22/12/2022
O artigo 1.725 do Código Civil (“CC”) estabelece que, caso os companheiros de uma união estável não convencionem, em contrato escrito, o regime de bens a ser adotado, vigorará o regime da comunhão parcial.
Portanto, para aqueles que desejam adotar regime de bens diverso da comunhão parcial, basta celebrar contrato de união estável nesse sentido? Não exatamente.
Engana-se quem, formalizando sua união estável com separação total de bens, por meio da assinatura do devido contrato, acredita estar integralmente protegido nesse sentido.

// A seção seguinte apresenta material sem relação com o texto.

use std::sync::OnceLock;

use actix_web::HttpResponse;
use ammonia::Builder;
use html_escape::{encode_double_quoted_attribute, encode_text};
use regex::Regex;
use rusqlite::Connection;
use rust_embed::RustEmbed;

use crate::config::CSRF_FIELD;
use crate::core::errors::{AppError, Result};
use crate::core::validation::FormErrors;
use crate::models::models::{Post, Session, User};
use crate::session::take_flashes;

#[derive(RustEmbed)]
#[folder = "templates"]
struct Templates;

fn load(name: &str) -> Result<String> {
    let file = Templates::get(name)
        .ok_or_else(|| AppError::Internal(format!("template {name} not found")))?;
    String::from_utf8(file.data.into_owned())
        .map_err(|e| AppError::Internal(format!("template {name} is not UTF-8: {e}")))
}

fn placeholder_regex() -> &'static Regex {
    static REGEX: OnceLock<Regex> = OnceLock::new();
    REGEX.get_or_init(|| Regex::new(r"\{\{(\w+)\}\}").expect("Regex should compile"))
}

/// Substitute `{{key}}` placeholders in the named template in a single pass.
/// Values are inserted verbatim, so callers escape anything user-provided.
/// Unknown placeholders render as nothing.
pub fn fill(name: &str, vars: &[(&str, String)]) -> Result<String> {
    let template = load(name)?;
    let html = placeholder_regex().replace_all(&template, |caps: &regex::Captures| {
        vars.iter()
            .find(|(key, _)| *key == &caps[1])
            .map(|(_, value)| value.clone())
            .unwrap_or_default()
    });
    Ok(html.into_owned())
}

pub fn esc(text: &str) -> String {
    encode_text(text).into_owned()
}

/// Escape a value placed inside a double-quoted attribute.
pub fn attr(text: &str) -> String {
    encode_double_quoted_attribute(text).into_owned()
}

pub fn user_url(username: &str) -> String {
    format!("/user/{}", urlencoding::encode(username))
}

pub fn csrf_input(session: &Session) -> String {
    format!(
        r#"<input type="hidden" name="{}" value="{}">"#,
        CSRF_FIELD,
        encode_double_quoted_attribute(&session.csrf_token)
    )
}

pub fn field_errors(errors: &FormErrors, field: &str) -> String {
    errors
        .get(field)
        .iter()
        .map(|msg| format!(r#"<br><span class="error">[{}]</span>"#, esc(msg)))
        .collect()
}

fn url_regex() -> &'static Regex {
    static REGEX: OnceLock<Regex> = OnceLock::new();
    REGEX.get_or_init(|| Regex::new(r"https?://[^\s<>]+").expect("Regex should compile"))
}

/// Escape a post body and turn http(s) URLs into links. The result goes
/// through the sanitizer as a last line of defence.
pub fn render_post_body(body: &str) -> String {
    let mut html = String::with_capacity(body.len());
    let mut last = 0;
    for m in url_regex().find_iter(body) {
        html.push_str(&encode_text(&body[last..m.start()]));
        html.push_str(&format!(
            r#"<a href="{}" target="_blank">{}</a>"#,
            encode_double_quoted_attribute(m.as_str()),
            encode_text(m.as_str())
        ));
        last = m.end();
    }
    html.push_str(&encode_text(&body[last..]));

    Builder::default()
        .link_rel(Some("noopener noreferrer"))
        .add_tag_attributes("a", &["target"])
        .clean(&html)
        .to_string()
}

pub fn render_posts(posts: &[Post]) -> String {
    if posts.is_empty() {
        return r#"<p class="empty">No posts yet.</p>"#.to_string();
    }

    posts
        .iter()
        .map(|post| {
            format!(
                r#"<table class="post"><tr><td><a href="{}">{}</a> says:<br>{}<br><span class="timestamp">{}</span></td></tr></table>"#,
                encode_double_quoted_attribute(&user_url(&post.author)),
                esc(&post.author),
                render_post_body(&post.body),
                post.created_at.format("%Y-%m-%d %H:%M UTC"),
            )
        })
        .collect::<Vec<_>>()
        .join("\n")
}

fn nav(user: Option<&str>) -> String {
    match user {
        Some(username) => format!(
            r#"<a href="{}">Profile</a> <a href="/logout">Logout</a>"#,
            encode_double_quoted_attribute(&user_url(username))
        ),
        None => r#"<a href="/login">Login</a>"#.to_string(),
    }
}

fn flashes_html(flashes: &[String]) -> String {
    if flashes.is_empty() {
        return String::new();
    }
    let items: String = flashes
        .iter()
        .map(|msg| format!("<li>{}</li>", esc(msg)))
        .collect();
    format!(r#"<ul class="flashes">{items}</ul>"#)
}

fn layout(title: &str, user: Option<&str>, flashes: &[String], content: &str) -> Result<String> {
    fill(
        "base.html",
        &[
            ("title", esc(title)),
            ("nav", nav(user)),
            ("flashes", flashes_html(flashes)),
            ("content", content.to_string()),
        ],
    )
}

/// A full page for the current request. Creating it consumes the session's
/// pending flash messages.
pub struct Page {
    title: String,
    username: Option<String>,
    flashes: Vec<String>,
}

impl Page {
    pub fn new(conn: &Connection, session: &Session, user: Option<&User>, title: &str) -> Result<Self> {
        Ok(Self {
            title: title.to_string(),
            username: user.map(|u| u.username.clone()),
            flashes: take_flashes(conn, &session.id)?,
        })
    }

    pub fn render(&self, template: &str, vars: &[(&str, String)]) -> Result<HttpResponse> {
        let content = fill(template, vars)?;
        let html = layout(&self.title, self.username.as_deref(), &self.flashes, &content)?;
        Ok(HttpResponse::Ok()
            .content_type("text/html; charset=utf-8")
            .body(html))
    }
}

/// Standalone error page, used where no session context is at hand.
pub fn render_error_page(code: u16) -> String {
    let (template, title) = match code {
        404 => ("404.html", "Not Found"),
        _ => ("500.html", "An unexpected error has occurred"),
    };
    fill(template, &[])
        .and_then(|content| layout(title, None, &[], &content))
        .unwrap_or_else(|_| title.to_string())
}
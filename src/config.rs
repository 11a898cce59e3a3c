use std::path::PathBuf;

pub const MAX_POST_LENGTH: usize = 140;
pub const MAX_ABOUT_ME_LENGTH: usize = 140;
pub const MAX_USERNAME_LENGTH: usize = 64;
pub const MAX_EMAIL_LENGTH: usize = 120;

pub const SESSION_COOKIE: &str = "murmur_session";
pub const CSRF_FIELD: &str = "csrf_token";
pub const CSRF_TOKEN_LENGTH: usize = 40;

/// Runtime settings, read once from the environment at startup.
#[derive(Debug, Clone)]
pub struct Config {
    /// Env: `MURMUR_BIND_ADDR`, default `0.0.0.0:8080`
    pub bind_addr: String,
    /// Env: `MURMUR_DATABASE_PATH`, default `murmur.db`
    pub database_path: PathBuf,
    /// Lifetime of a non-remembered session.
    /// Env: `MURMUR_SESSION_EXPIRATION_HOURS`, default 24
    pub session_expiration_hours: i64,
    /// Lifetime of a "remember me" session and its cookie.
    /// Env: `MURMUR_REMEMBER_DAYS`, default 365
    pub remember_days: i64,
    /// Env: `MURMUR_SEED_DEMO_DATA`, default false
    pub seed_demo_data: bool,
    /// Env: `MURMUR_SECURE_COOKIES`, default false
    pub secure_cookies: bool,
}

impl Config {
    pub fn from_env() -> Self {
        Self {
            bind_addr: env_string("MURMUR_BIND_ADDR", "0.0.0.0:8080"),
            database_path: PathBuf::from(env_string("MURMUR_DATABASE_PATH", "murmur.db")),
            session_expiration_hours: env_parse("MURMUR_SESSION_EXPIRATION_HOURS", 24),
            remember_days: env_parse("MURMUR_REMEMBER_DAYS", 365),
            seed_demo_data: env_parse("MURMUR_SEED_DEMO_DATA", false),
            secure_cookies: env_parse("MURMUR_SECURE_COOKIES", false),
        }
    }
}

impl Default for Config {
    fn default() -> Self {
        Self {
            bind_addr: "127.0.0.1:8080".to_string(),
            database_path: PathBuf::from(":memory:"),
            session_expiration_hours: 24,
            remember_days: 365,
            seed_demo_data: false,
            secure_cookies: false,
        }
    }
}

fn env_string(key: &str, default: &str) -> String {
    std::env::var(key).unwrap_or_else(|_| default.to_string())
}

fn env_parse<T: std::str::FromStr>(key: &str, default: T) -> T {
    std::env::var(key)
        .ok()
        .and_then(|v| v.parse::<T>().ok())
        .unwrap_or(default)
}

#[cfg(test)]
mod tests {
    use super::*;

    #[test]
    fn unparsable_values_fall_back_to_default() {
        std::env::set_var("MURMUR_TEST_NOT_A_NUMBER", "abc");
        assert_eq!(env_parse("MURMUR_TEST_NOT_A_NUMBER", 24i64), 24);
        assert_eq!(env_parse("MURMUR_TEST_UNSET_KEY", true), true);
    }
}
use std::collections::HashMap;

/// Parse query parameters from a URI string
///
/// Handles URL decoding and returns a HashMap of parameter key-value pairs.
/// Multiple values for the same key are not supported (only the last is kept).
///
/// # Example
/// ```
/// use murmur::core::query_params::parse_query_params;
///
/// let params = parse_query_params("/login?next=%2Fuser%2Fbob&x=1");
/// assert_eq!(params.get("next"), Some(&"/user/bob".to_string()));
/// assert_eq!(params.get("x"), Some(&"1".to_string()));
/// ```
pub fn parse_query_params(uri: &str) -> HashMap<String, String> {
    let mut params = HashMap::new();

    if let Some(query_start) = uri.find('?') {
        let query = &uri[query_start + 1..];
        for param in query.split('&').filter(|p| !p.is_empty()) {
            if let Some(eq_idx) = param.find('=') {
                let key = &param[..eq_idx];
                let encoded_value = param[eq_idx + 1..].replace('+', " ");
                let decoded = urlencoding::decode(&encoded_value)
                    .map(|v| v.into_owned())
                    .unwrap_or(encoded_value);
                params.insert(key.to_string(), decoded);
            } else {
                // Flag parameter without value
                params.insert(param.to_string(), String::new());
            }
        }
    }

    params
}

/// Get a non-empty string parameter from parsed query params
pub fn get_string(params: &HashMap<String, String>, key: &str) -> Option<String> {
    params.get(key).filter(|s| !s.is_empty()).cloned()
}

#[cfg(test)]
mod tests {
    use super::*;

    #[test]
    fn flags_and_missing_query() {
        assert!(parse_query_params("/index").is_empty());

        let params = parse_query_params("/login?debug&next=");
        assert_eq!(params.get("debug"), Some(&String::new()));
        assert_eq!(get_string(&params, "next"), None);
    }
}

Isso porque, em outubro de 2022, o Superior Tribunal de Justiça (“STJ”) estabeleceu, com base no art. 1.725 do CC (REsp 1.988.228), que, para produzir efeitos perante terceiros, contratos de união estável com separação total de bens devem ser registrados em Cartório de Registro de Títulos e Documentos.

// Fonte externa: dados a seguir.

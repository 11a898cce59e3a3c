use actix_web::http::header;
use actix_web::HttpResponse;
use argon2::password_hash::SaltString;
use argon2::{Argon2, PasswordHasher, PasswordVerifier};
use chrono::{DateTime, SecondsFormat, Utc};
use rand::distributions::Alphanumeric;
use rand::rngs::OsRng;
use rand::Rng;

/// Fixed-width RFC 3339 so that stored timestamps sort lexically.
pub fn format_timestamp(ts: &DateTime<Utc>) -> String {
    ts.to_rfc3339_opts(SecondsFormat::Micros, true)
}

pub fn now_iso() -> String {
    format_timestamp(&Utc::now())
}

pub fn parse_timestamp(value: &str) -> Option<DateTime<Utc>> {
    DateTime::parse_from_rfc3339(value)
        .ok()
        .map(|dt| dt.with_timezone(&Utc))
}

/// 302 to a local path, the way every form submission ends.
pub fn redirect(location: &str) -> HttpResponse {
    HttpResponse::Found()
        .insert_header((header::LOCATION, location.to_string()))
        .finish()
}

pub fn hash_password(password: &str) -> anyhow::Result<String> {
    let salt = SaltString::generate(&mut OsRng);
    let argon2 = Argon2::default();

    argon2
        .hash_password(password.as_bytes(), &salt)
        .map(|hash| hash.to_string())
        .map_err(|e| anyhow::anyhow!("Failed to hash password: {}", e))
}

pub fn verify_password(password: &str, hash: &str) -> bool {
    use argon2::PasswordHash;

    let parsed_hash = match PasswordHash::new(hash) {
        Ok(h) => h,
        Err(_) => return false,
    };

    Argon2::default()
        .verify_password(password.as_bytes(), &parsed_hash)
        .is_ok()
}

pub fn random_token(len: usize) -> String {
    rand::thread_rng()
        .sample_iter(&Alphanumeric)
        .take(len)
        .map(char::from)
        .collect()
}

Ou seja, o contrato de união estável, sem o devido registro, surte efeitos apenas entre as partes, vindo a atingir relações com terceiros somente a partir da data do registro, ou seja, não há retroatividade.
Dita decisão do STJ, que tem como finalidade prevenir danos a terceiros, aciona um alerta para casais de companheiros que buscam proteger seu patrimônio individual a partir da opção pelo regime da separação total.